This approach can lead to very efficient and reactive project implementation, as only what is perceived as being needed by users or customers is provided. However, it can also lead to short-sighted and/or ineffective approaches. Market research often either fails to reveal latent needs or only reveals information available to all competitors, which generates limited opportunities to develop a differentiated offer.
Market research often struggles with innovations, because most people have difficulty in talking about what they have not yet experienced. They tend therefore to focus on incremental or obvious innovation opportunities. Past market research misses include major innovations such as the personal computer, cellphones or the Walkman. This approach is therefore in general better suited when the objective of the firm is to identify continuously incremental innovation opportunities.
One way to implement such a “pull” approach is to rely on lead users. These are users who tend to recognize their needs before mainstream customers (they are “awake”) and who expect to benefit from and/or contribute to the development of new solutions (they are “interested”). Let us stress, however, that relying on these lead users can reduce a firm’s control of the process and expose it to some degree of customer opportunism. It can also generate interactions that are complex to manage, in particular regarding the leakage of information and the loss property rights.

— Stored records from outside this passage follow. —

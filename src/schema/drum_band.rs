//! Per-band drum onset energy documents

use serde_json::{Map, Value};

use super::probe::{metadata_object, root_object};
use super::{SchemaClassifier, SchemaKind};
use crate::assembly::canonical::object_items;
use crate::coercion::numeric::{coerce_number, first_number};
use crate::config::IngestConfig;
use crate::records::drum_band::{BandId, BandOnset, DrumBandRecordSet, DrumBands};
use crate::records::metadata::Metadata;

/// Classifier for drum-band energy documents
#[derive(Debug, Clone, Copy, Default)]
pub struct DrumBandClassifier;

impl DrumBandClassifier {
    fn bands_object(doc: &Value) -> Option<&Map<String, Value>> {
        doc.get("bands").and_then(Value::as_object)
    }

    fn band_onsets(bands: Option<&Map<String, Value>>, band: BandId) -> Vec<BandOnset> {
        let items = bands
            .and_then(|b| b.get(band.key()))
            .and_then(Value::as_array)
            .map(Vec::as_slice)
            .unwrap_or(&[]);
        object_items(items, band.key())
            .into_iter()
            .map(|obj| BandOnset {
                t: first_number(obj, &["t", "time"]).unwrap_or(0.0),
                energy: coerce_number(obj.get("energy"), 0.0),
            })
            .collect()
    }
}

impl SchemaClassifier for DrumBandClassifier {
    type Output = DrumBandRecordSet;
    const KIND: SchemaKind = SchemaKind::DrumBand;

    fn test(&self, doc: &Value, _config: &IngestConfig) -> bool {
        match Self::bands_object(doc) {
            Some(bands) => BandId::ALL
                .iter()
                .all(|band| bands.get(band.key()).map(Value::is_array).unwrap_or(false)),
            None => false,
        }
    }

    fn extract(&self, doc: &Value, _config: &IngestConfig) -> DrumBandRecordSet {
        let bands_obj = Self::bands_object(doc);
        let bands = DrumBands {
            low: Self::band_onsets(bands_obj, BandId::Low),
            mid: Self::band_onsets(bands_obj, BandId::Mid),
            high: Self::band_onsets(bands_obj, BandId::High),
        };

        // Exporters put the envelope under `meta`; older files keep it at the top level
        let fields = metadata_object(doc).or_else(|| root_object(doc));
        let meta = Metadata::from_fields(fields, bands.len());
        log::debug!(
            "Drum bands: low={}, mid={}, high={}",
            bands.low.len(),
            bands.mid.len(),
            bands.high.len()
        );

        DrumBandRecordSet { bands, meta }
    }
}
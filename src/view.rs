//! Overlay queries for the waveform view
//!
//! Small read-only helpers over canonical events: layer rows, the layer filter
//! panel, cursor highlighting, and visible-window culling.

use crate::config::IngestConfig;
use crate::records::event::{EventPoint, Layer};

/// Events drawn in the row of `layer`
///
/// Role-bearing events appear once per precision tier they belong to, so the
/// same event may be returned for several layers.
pub fn events_for_layer<'a>(events: &'a [EventPoint], layer: &Layer) -> Vec<&'a EventPoint> {
    events.iter().filter(|e| e.belongs_to(layer)).collect()
}

/// Distinct layers in first-seen order
///
/// Precision tiers reached only through roles are included, so a tier row
/// with role members but no primary events still shows up in the filter.
pub fn layers_present(events: &[EventPoint]) -> Vec<Layer> {
    let mut layers: Vec<Layer> = Vec::new();
    let mut push = |layer: Layer| {
        if !layers.contains(&layer) {
            layers.push(layer);
        }
    };
    for event in events {
        push(event.layer.clone());
        if let Some(roles) = &event.roles {
            for tier in roles.tiers() {
                push(Layer::Precision(tier));
            }
        }
    }
    layers
}

/// True while the play cursor is near `event_time`
///
/// The highlight window opens `activate_before_sec` before the event and
/// closes `activate_after_sec` after it (both ends inclusive).
pub fn is_active(event_time: f64, cursor: f64, config: &IngestConfig) -> bool {
    cursor >= event_time - config.activate_before_sec
        && cursor <= event_time + config.activate_after_sec
}

/// Events inside the visible window `[start, end]`
pub fn events_in_window(events: &[EventPoint], start: f64, end: f64) -> Vec<&EventPoint> {
    events
        .iter()
        .filter(|e| e.time >= start && e.time <= end)
        .collect()
}

#[cfg(test)]
mod tests {
    use super::*;
    use crate::records::event::{PrecisionTier, Roles, StrengthTier};

    fn point(time: f64, layer: Layer, roles: Option<Roles>) -> EventPoint {
        EventPoint {
            time,
            strength: 0.5,
            texture: None,
            color: "#5a9fd4".to_string(),
            layer,
            roles,
        }
    }

    fn roles(p0: &[&str], p1: &[&str], p2: &[&str]) -> Roles {
        fn owned(bands: &[&str]) -> Vec<String> {
            bands.iter().map(|b| b.to_string()).collect()
        }
        Roles {
            p0: owned(p0),
            p1: owned(p1),
            p2: owned(p2),
        }
    }

    #[test]
    fn test_events_for_layer_multi_membership() {
        let events = vec![
            point(0.0, Layer::Precision(PrecisionTier::P2), Some(roles(&["low"], &[], &["high"]))),
            point(1.0, Layer::Precision(PrecisionTier::P1), Some(roles(&["low"], &["mid"], &[]))),
        ];
        assert_eq!(events_for_layer(&events, &Layer::Precision(PrecisionTier::P0)).len(), 2);
        assert_eq!(events_for_layer(&events, &Layer::Precision(PrecisionTier::P1)).len(), 1);
        assert_eq!(events_for_layer(&events, &Layer::Precision(PrecisionTier::P2)).len(), 1);
    }

    #[test]
    fn test_events_for_layer_plain() {
        let events = vec![
            point(0.0, Layer::Strength(StrengthTier::Strong), None),
            point(1.0, Layer::Strength(StrengthTier::Weak), None),
            point(2.0, Layer::Strength(StrengthTier::Strong), None),
        ];
        let strong = events_for_layer(&events, &Layer::Strength(StrengthTier::Strong));
        assert_eq!(strong.iter().map(|e| e.time).collect::<Vec<_>>(), vec![0.0, 2.0]);
    }

    #[test]
    fn test_layers_present_first_seen() {
        let events = vec![
            point(0.0, Layer::Strength(StrengthTier::Medium), None),
            point(1.0, Layer::Custom("ghost".to_string()), None),
            point(2.0, Layer::Strength(StrengthTier::Medium), None),
            point(3.0, Layer::Precision(PrecisionTier::P2), Some(roles(&["low"], &[], &["hat"]))),
        ];
        assert_eq!(
            layers_present(&events),
            vec![
                Layer::Strength(StrengthTier::Medium),
                Layer::Custom("ghost".to_string()),
                Layer::Precision(PrecisionTier::P2),
                Layer::Precision(PrecisionTier::P0),
            ]
        );
    }

    #[test]
    fn test_is_active_window() {
        let config = IngestConfig::default();
        assert!(is_active(1.0, 0.98, &config));
        assert!(is_active(1.0, 1.0, &config));
        assert!(is_active(1.0, 1.1, &config));
        assert!(!is_active(1.0, 0.9, &config));
        assert!(!is_active(1.0, 1.2, &config));
    }

    #[test]
    fn test_events_in_window() {
        let events: Vec<EventPoint> = (0..10)
            .map(|i| point(i as f64, Layer::Strength(StrengthTier::Weak), None))
            .collect();
        let visible = events_in_window(&events, 2.0, 4.5);
        assert_eq!(visible.len(), 3);
        assert_eq!(visible[0].time, 2.0);
    }
}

Having reviewed some key aspects of both “push” and “pull” approaches, three things must be highlighted regarding the use of these. First, both approaches (pushing/creating waste and pulling/efficient short sight) have their benefits and shortcomings. Relying exclusively or excessively on one of them is probably a recipe for failure. Hence each firm has to identify the balance of “pull” and “push” approaches that fits its strategy, and in particular whether its resources, environment and purpose support the identification of incremental or radical innovation opportunities.
Second, combining and integrating “push” and “pull” approaches often requires mixing people and teams that have very different cultures, values and mental models. It can therefore be productive but also very tricky (see the discussion about diversity in innovative teams in Chapter 4). The archetypal engineer, focused on building, reinventing and improving features and on perfection rather than speed, will often conflict with the archetypal marketer, focused on conviction rather than feasibility, and on selling, reusing or repackaging good enough things that can provide tradable benefits.

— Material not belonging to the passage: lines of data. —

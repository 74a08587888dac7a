//! Metadata envelope shared by every domain record set

use serde::{Deserialize, Serialize};
use serde_json::{Map, Value};

use crate::coercion::numeric::{coerce_count, coerce_number, coerce_string, coerce_u32};

/// Default sample rate when the source omits it
pub const DEFAULT_SAMPLE_RATE: u32 = 22050;

/// Default STFT hop length when the source omits it
pub const DEFAULT_HOP_LENGTH: u32 = 256;

/// Default STFT window size when the source omits it
pub const DEFAULT_N_FFT: u32 = 2048;

/// Source-level metadata
///
/// Every field is read leniently: absence or garbage yields the default and
/// never blocks record extraction.
#[derive(Debug, Clone, PartialEq, Serialize, Deserialize)]
pub struct Metadata {
    /// Source identifier (file or stem name)
    pub source: String,

    /// Sample rate in Hz
    #[serde(rename = "sr")]
    pub sample_rate: u32,

    /// Audio duration in seconds
    pub duration_sec: f64,

    /// STFT hop length in samples
    pub hop_length: u32,

    /// STFT window size in samples
    pub n_fft: u32,

    /// Tempo estimate (0.0 when unknown)
    pub bpm: f64,

    /// Event count recorded by the producer, or the number of extracted records
    pub total_events: usize,
}

impl Metadata {
    /// Read the envelope from `fields`, defaulting `total_events` to `record_count`
    pub fn from_fields(fields: Option<&Map<String, Value>>, record_count: usize) -> Self {
        let get = |key: &str| fields.and_then(|m| m.get(key));

        Self {
            source: coerce_string(get("source"), ""),
            sample_rate: coerce_u32(get("sr"), DEFAULT_SAMPLE_RATE),
            duration_sec: coerce_number(get("duration_sec"), 0.0),
            hop_length: coerce_u32(get("hop_length"), DEFAULT_HOP_LENGTH),
            n_fft: coerce_u32(get("n_fft"), DEFAULT_N_FFT),
            bpm: coerce_number(get("bpm"), 0.0),
            total_events: coerce_count(get("total_events"), record_count),
        }
    }
}

impl Default for Metadata {
    fn default() -> Self {
        Self::from_fields(None, 0)
    }
}

#[cfg(test)]
mod tests {
    use super::*;
    use serde_json::json;

    #[test]
    fn test_defaults_when_absent() {
        let meta = Metadata::from_fields(None, 0);
        assert_eq!(meta.source, "");
        assert_eq!(meta.sample_rate, 22050);
        assert_eq!(meta.duration_sec, 0.0);
        assert_eq!(meta.hop_length, 256);
        assert_eq!(meta.n_fft, 2048);
        assert_eq!(meta.bpm, 0.0);
        assert_eq!(meta.total_events, 0);
        assert_eq!(meta, Metadata::default());
    }

    #[test]
    fn test_reads_fields() {
        let v = json!({
            "source": "drums.wav",
            "sr": 44100,
            "duration_sec": 12.5,
            "hop_length": 512,
            "bpm": 121.3,
            "total_events": 40
        });
        let meta = Metadata::from_fields(v.as_object(), 3);
        assert_eq!(meta.source, "drums.wav");
        assert_eq!(meta.sample_rate, 44100);
        assert_eq!(meta.duration_sec, 12.5);
        assert_eq!(meta.hop_length, 512);
        assert_eq!(meta.bpm, 121.3);
        assert_eq!(meta.total_events, 40);
    }

    #[test]
    fn test_garbled_fields_default() {
        let v = json!({"sr": "fast", "total_events": -3, "bpm": null});
        let meta = Metadata::from_fields(v.as_object(), 5);
        assert_eq!(meta.sample_rate, 22050);
        assert_eq!(meta.total_events, 5);
        assert_eq!(meta.bpm, 0.0);
    }
}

Third, as discussed in Chapter 1, innovations are not just ideas that pop up instantaneously out of the blue. Organizations might in some cases want to look for early innovation opportunities or new concepts. They are often relatively easy to fine and cheap to acquire; for example, by scanning inventors and patents directly or through specialized intermediaries. But organizations should also look out for more mature innovation opportunities, those that have already been developed and tested – for example through replication, licensing from or outright acquisition of existing businesses. These can be more difficult to find and more expensive to acquire, but they can also significantly decrease the risk of failure and reduce the time to market.
In other words, organizations must look for a wide range of innovation opportunities, scanning both within and outside their boundaries (not only in R&D), and both new concepts and more mature opportunities.